Webinar to Address AI and Copyright Licensing
The Next Solutions Group and the Copyright Alliance are sponsoring a free educational webinar for journalists focused on artificial intelligence and copyright. The event will be hosted by the National Press Foundation and will cover the complexities of licensing content in the age of generative AI.
- The U.S. Copyright Office's current stance is that works generated entirely by AI are not eligible for copyright protection because they lack the required human authorship. However, works created with AI assistance may be copyrightable if there is sufficient creative input and arrangement from a human. - A wave of high-profile lawsuits is shaping the legal landscape, with organizations like The New York Times, Getty Images, and groups of visual artists suing AI companies such as OpenAI, Microsoft, and Stability AI. These cases center on the unauthorized use of copyrighted articles, images, and books to train generative AI models. - The core legal defense used by AI developers is the concept of "fair use," arguing that training models is a transformative use of data. Plaintiffs, however, contend that the AI-generated outputs often directly compete with and mimic the original copyrighted works, undermining their market value. - The Copyright Alliance, a co-sponsor of the webinar, is a non-profit advocacy group that represents millions of creators and copyright holders, from individual artists to major studios.
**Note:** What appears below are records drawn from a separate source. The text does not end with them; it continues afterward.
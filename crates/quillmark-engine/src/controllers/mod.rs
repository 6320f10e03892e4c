//! Mutation controllers.
//!
//! One handler per input class, dispatched through a `(block tag, event
//! kind)` capability table rather than a type hierarchy. Each handler is a
//! single atomic transition: it validates the cursor, mutates the tree,
//! moves the selection, and reports the dirty range for the renderer. A
//! cursor pointing at an unknown block makes the whole event a benign
//! no-op; illegal structural transforms fall back without touching the
//! tree.

mod backspace;
mod clipboard;
mod delete_forward;
mod enter;
mod input;

use std::collections::HashMap;

use serde::{Deserialize, Serialize};

use crate::cursor::{Caret, Selection};
use crate::tree::{BlockKey, BlockTag, DocumentTree};

pub use clipboard::PasteContent;

/// The closed set of input event classes the kernel accepts.
#[derive(Debug, Clone, Copy, PartialEq, Eq, Hash, Serialize, Deserialize)]
pub enum EventKind {
    Char,
    Enter,
    Backspace,
    Delete,
    Paste,
    Cut,
}

/// Event payload; which variant is populated depends on [`EventKind`].
#[derive(Debug, Clone, PartialEq)]
pub enum EventPayload {
    None,
    Char(char),
    Text(String),
    Paste(PasteContent),
}

/// A discrete input event from the external input/selection layer.
#[derive(Debug, Clone, PartialEq)]
pub struct InputEvent {
    pub kind: EventKind,
    pub payload: EventPayload,
}

impl InputEvent {
    pub fn character(c: char) -> Self {
        Self {
            kind: EventKind::Char,
            payload: EventPayload::Char(c),
        }
    }

    pub fn text(text: impl Into<String>) -> Self {
        Self {
            kind: EventKind::Char,
            payload: EventPayload::Text(text.into()),
        }
    }

    pub fn enter() -> Self {
        Self {
            kind: EventKind::Enter,
            payload: EventPayload::None,
        }
    }

    pub fn backspace() -> Self {
        Self {
            kind: EventKind::Backspace,
            payload: EventPayload::None,
        }
    }

    pub fn delete() -> Self {
        Self {
            kind: EventKind::Delete,
            payload: EventPayload::None,
        }
    }

    pub fn paste(content: PasteContent) -> Self {
        Self {
            kind: EventKind::Paste,
            payload: EventPayload::Paste(content),
        }
    }

    pub fn cut() -> Self {
        Self {
            kind: EventKind::Cut,
            payload: EventPayload::None,
        }
    }
}

/// Classification of an applied edit, used by history coalescing: rapid
/// edits of the same kind extend one pending undo entry.
#[derive(Debug, Clone, Copy, PartialEq, Eq)]
pub enum EditKind {
    InsertText,
    DeleteBackward,
    DeleteForward,
    Structural,
}

/// The minimal contiguous span of blocks that changed and must be
/// re-rendered. `Single` covers the block and its descendants.
#[derive(Debug, Clone, Copy, PartialEq, Eq)]
pub enum DirtyRange {
    None,
    Single(BlockKey),
    Span { start: BlockKey, end: BlockKey },
    Full,
}

impl DirtyRange {
    pub fn is_none(&self) -> bool {
        matches!(self, DirtyRange::None)
    }
}

/// What a controller did: the dirty range, the edit classification, and
/// (for cut) the extracted clipboard text.
#[derive(Debug, Clone, PartialEq)]
pub struct EditOutcome {
    pub dirty: DirtyRange,
    pub kind: EditKind,
    pub clipboard: Option<String>,
}

impl EditOutcome {
    pub fn noop() -> Self {
        Self {
            dirty: DirtyRange::None,
            kind: EditKind::Structural,
            clipboard: None,
        }
    }

    pub fn new(dirty: DirtyRange, kind: EditKind) -> Self {
        Self {
            dirty,
            kind,
            clipboard: None,
        }
    }

    pub fn is_noop(&self) -> bool {
        self.dirty.is_none() && self.clipboard.is_none()
    }
}

/// Contract violations between the event producer and the controllers.
///
/// These are programming errors (wrong payload variant for the event
/// kind), not editing failures; editing failures degrade to no-ops.
#[derive(Debug, thiserror::Error)]
pub enum EditError {
    #[error("event {kind:?} carried an incompatible payload")]
    PayloadMismatch { kind: EventKind },
    #[error("no handler registered for event {0:?}")]
    UnhandledEvent(EventKind),
}

/// Mutable state a handler operates on: the tree plus the live selection.
pub struct EditContext<'a> {
    pub tree: &'a mut DocumentTree,
    pub selection: &'a mut Selection,
}

pub type EditHandler = fn(&mut EditContext, &InputEvent) -> Result<EditOutcome, EditError>;

/// Dispatch table mapping `(block tag, event kind)` to a handler.
///
/// Lookup tries the exact pair first, then the event kind's default. Block
/// kinds with special behavior (list items and table cells on Enter, code
/// blocks on Enter and Char) register overrides; everything else shares the
/// generic text handlers.
pub struct HandlerRegistry {
    handlers: HashMap<(BlockTag, EventKind), EditHandler>,
    defaults: HashMap<EventKind, EditHandler>,
}

impl HandlerRegistry {
    pub fn new() -> Self {
        Self {
            handlers: HashMap::new(),
            defaults: HashMap::new(),
        }
    }

    /// The standard capability table for the built-in block set.
    pub fn standard() -> Self {
        let mut registry = Self::new();
        registry.register_default(EventKind::Char, input::handle_char);
        registry.register_default(EventKind::Enter, enter::handle_enter);
        registry.register_default(EventKind::Backspace, backspace::handle_backspace);
        registry.register_default(EventKind::Delete, delete_forward::handle_delete);
        registry.register_default(EventKind::Paste, clipboard::handle_paste);
        registry.register_default(EventKind::Cut, clipboard::handle_cut);

        registry.register(BlockTag::ListItem, EventKind::Enter, enter::handle_enter_list_item);
        registry.register(BlockTag::TableCell, EventKind::Enter, enter::handle_enter_table_cell);
        registry.register(BlockTag::CodeBlock, EventKind::Enter, enter::handle_enter_code_block);
        registry.register(BlockTag::CodeBlock, EventKind::Char, input::handle_char_verbatim);
        registry.register(BlockTag::FrontMatter, EventKind::Char, input::handle_char_verbatim);
        registry
    }

    pub fn register(&mut self, tag: BlockTag, kind: EventKind, handler: EditHandler) {
        self.handlers.insert((tag, kind), handler);
    }

    pub fn register_default(&mut self, kind: EventKind, handler: EditHandler) {
        self.defaults.insert(kind, handler);
    }

    pub fn resolve(&self, tag: BlockTag, kind: EventKind) -> Option<EditHandler> {
        self.handlers
            .get(&(tag, kind))
            .or_else(|| self.defaults.get(&kind))
            .copied()
    }

    /// Dispatch an event against the block currently under the caret.
    pub fn dispatch(
        &self,
        ctx: &mut EditContext,
        event: &InputEvent,
    ) -> Result<EditOutcome, EditError> {
        let Some(block) = ctx.tree.get(ctx.selection.focus.block) else {
            // Speculative cursor against a block that no longer exists
            return Ok(EditOutcome::noop());
        };
        let handler = self
            .resolve(block.kind.tag(), event.kind)
            .ok_or(EditError::UnhandledEvent(event.kind))?;
        handler(ctx, event)
    }
}

impl Default for HandlerRegistry {
    fn default() -> Self {
        Self::standard()
    }
}

// ---------------------------------------------------------------------------
// Shared helpers used by several controllers
// ---------------------------------------------------------------------------

/// Insert `text` into the block at `caret`, returning the caret after the
/// insertion. Caller has validated the caret.
pub(crate) fn insert_text_at(tree: &mut DocumentTree, caret: Caret, text: &str) -> Caret {
    if let Some(block) = tree.get_mut(caret.block) {
        let offset = caret.offset.min(block.text.len());
        block.text.insert_str(offset, text);
        Caret::new(caret.block, offset + text.len())
    } else {
        caret
    }
}

/// Remove container ancestors that no longer hold any text-bearing block,
/// walking up from `from` until the root or a non-empty container.
pub(crate) fn prune_empty_containers(tree: &mut DocumentTree, from: BlockKey) {
    let mut current = Some(from);
    while let Some(key) = current {
        if key == tree.root() {
            break;
        }
        let Some(block) = tree.get(key) else { break };
        if !block.kind.is_container() || tree.first_text_descendant(key).is_some() {
            break;
        }
        let parent = block.parent;
        let _ = tree.remove(key);
        current = parent;
    }
}

/// Delete the blocks and text covered by the active selection, collapsing
/// the caret to the selection start. Returns the dirty range, or `None`
/// when the selection was collapsed or invalid.
pub(crate) fn delete_selection(ctx: &mut EditContext) -> Option<DirtyRange> {
    if ctx.selection.is_collapsed() || !ctx.selection.is_valid(ctx.tree) {
        return None;
    }
    let (start, end) = ctx.selection.ordered(ctx.tree);

    if start.block == end.block {
        let block = ctx.tree.get_mut(start.block)?;
        block.text.replace_range(start.offset..end.offset, "");
        *ctx.selection = Selection::caret(start);
        return Some(DirtyRange::Single(start.block));
    }

    let keys = ctx.tree.text_block_keys();
    let from = keys.iter().position(|&k| k == start.block)?;
    let to = keys.iter().position(|&k| k == end.block)?;

    // Trim the boundary blocks, drop everything strictly between.
    if let Some(block) = ctx.tree.get_mut(start.block) {
        block.text.truncate(start.offset);
    }
    if let Some(block) = ctx.tree.get_mut(end.block) {
        block.text.replace_range(..end.offset.min(block.text.len()), "");
    }
    for &key in &keys[from + 1..to] {
        let parent = ctx.tree.get(key).and_then(|b| b.parent);
        let _ = ctx.tree.remove(key);
        if let Some(parent) = parent {
            prune_empty_containers(ctx.tree, parent);
        }
    }

    // Join the two boundary blocks when their kinds allow it; otherwise
    // both survive trimmed.
    let end_parent = ctx.tree.get(end.block).and_then(|b| b.parent);
    if ctx.tree.merge(start.block, end.block).is_ok()
        && let Some(parent) = end_parent
    {
        prune_empty_containers(ctx.tree, parent);
    }

    *ctx.selection = Selection::caret(start);
    Some(DirtyRange::Single(start.block))
}
//! attenuation controller, the entry point the presentation layer calls
//! - validates the requested value before any io
//! - hands the write to the device's writing worker and waits for the result

use std::collections::HashMap;
use std::sync::{mpsc, Arc};
use std::time::Duration;

use tokio::sync::{mpsc as async_mpsc, oneshot};
use tokio::task::JoinHandle;
use tokio_util::sync::CancellationToken;

use super::device_registry::DeviceRegistry;
use super::workers::writing_thread::DeviceWriter;
use crate::common::error::DriverError;
use crate::driver::modbus::codec;
use crate::driver::modbus::prelude::DeviceId;
use crate::driver::modbus::traits::DeviceLink;
use crate::entity::dto::device_command_dto::{CommandOperation, CommandOutcome, DeviceCommandDto};
use crate::entity::dto::device_event_dto::DeviceEventDto;
use crate::debug;

const LOG_TAG: &str = "attenuation_controller";

#[derive(Clone)]
pub struct AttenuationController {
    registry: Arc<DeviceRegistry>,
    command_txs: Arc<HashMap<DeviceId, async_mpsc::UnboundedSender<DeviceCommandDto>>>,
}

impl AttenuationController {
    /// spawn one writing worker per registered device
    pub fn start(
        registry: Arc<DeviceRegistry>,
        link: Arc<dyn DeviceLink>,
        event_tx: mpsc::Sender<DeviceEventDto>,
        write_timeout: Duration,
        shutdown: CancellationToken,
    ) -> (Self, Vec<JoinHandle<()>>) {
        let mut command_txs = HashMap::new();
        let mut handles = Vec::new();
        for device_id in registry.device_ids() {
            let (tx, rx) = async_mpsc::unbounded_channel();
            let writer = DeviceWriter::new(
                device_id,
                registry.clone(),
                link.clone(),
                event_tx.clone(),
                write_timeout,
            );
            handles.push(writer.start(rx, shutdown.clone()));
            command_txs.insert(device_id, tx);
        }
        let controller = AttenuationController {
            registry,
            command_txs: Arc::new(command_txs),
        };
        (controller, handles)
    }

    /// write the live attenuation, `target_db` includes the calibration offset
    pub async fn set_current(&self, device_id: DeviceId, target_db: f64) -> Result<CommandOutcome, DriverError> {
        self.submit(device_id, CommandOperation::SetCurrent, target_db).await
    }

    /// write the power-on default bank
    pub async fn set_default(&self, device_id: DeviceId, target_db: f64) -> Result<CommandOutcome, DriverError> {
        self.submit(device_id, CommandOperation::SetDefault, target_db).await
    }

    /// value the current selector should move to, taken from the last poll
    /// no io, the caller applies it through `set_current`
    pub fn restore_default_into_current(&self, device_id: DeviceId) -> Result<Option<f64>, DriverError> {
        let device = self.registry.get(device_id)?;
        let status = self.registry.status(device_id)?;
        Ok(status
            .display_values(device.calibration_offset)
            .map(|(_, default_db)| default_db))
    }

    /// move the current setting by `step` half-dB positions
    /// returns the applied value, None when offline or at the end of the range
    pub async fn step_current(&self, device_id: DeviceId, step: i32) -> Result<Option<f64>, DriverError> {
        let device = self.registry.get(device_id)?;
        let status = self.registry.status(device_id)?;
        let current_raw = match status.snapshot.current_raw_db() {
            Some(raw) if status.is_connected() => raw,
            _ => return Ok(None),
        };
        let next = i32::from(codec::raw_to_index(current_raw)?) + step;
        if !(0..=i32::from(codec::MAX_CODE)).contains(&next) {
            debug!(LOG_TAG, "device {} step {} leaves the range", device_id, step);
            return Ok(None);
        }
        let target_db = codec::to_display(f64::from(next) * codec::STEP_DB, device.calibration_offset);
        match self.set_current(device_id, target_db).await? {
            CommandOutcome::Applied => Ok(Some(target_db)),
            CommandOutcome::SkippedDisconnected => Ok(None),
        }
    }

    async fn submit(
        &self,
        device_id: DeviceId,
        operation: CommandOperation,
        target_db: f64,
    ) -> Result<CommandOutcome, DriverError> {
        // reject bad values before anything is queued
        let device = self.registry.get(device_id)?;
        codec::encode(codec::to_raw(target_db, device.calibration_offset))?;

        let tx = self
            .command_txs
            .get(&device_id)
            .ok_or(DriverError::DeviceNotFound(device_id))?;
        let (reply_tx, reply_rx) = oneshot::channel();
        tx.send(DeviceCommandDto {
            device_id,
            operation,
            target_db,
            reply_tx,
        })
        .map_err(|e| DriverError::ChannelError(format!("writer of device {} stopped: {}", device_id, e)))?;
        reply_rx
            .await
            .map_err(|e| DriverError::ChannelError(format!("writer of device {} dropped the command: {}", device_id, e)))?
    }
}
It actively lobbies for policies that preserve the value of copyright and has launched campaigns focused on ensuring creators are compensated in the age of AI. - International approaches to AI copyright differ significantly from the U.S. A court in China has granted copyright protection to an AI-generated image that was deemed to reflect human intellectual effort, while the United Kingdom has a legal framework that can assign authorship of a computer-generated work to the person who made the creative arrangements. - In response to legal pressure, some AI companies and content creators are beginning to shift from litigation to licensing. Companies like Reddit are entering into agreements to license their user-generated content for AI training, suggesting a potential market-based solution for compensating rights holders. - The webinar's host, the National Press Foundation, has established its own principles for using AI in journalism, emphasizing that all content must originate with human intellect, be completed with human oversight, and transparently disclose the use of any generative AI tools.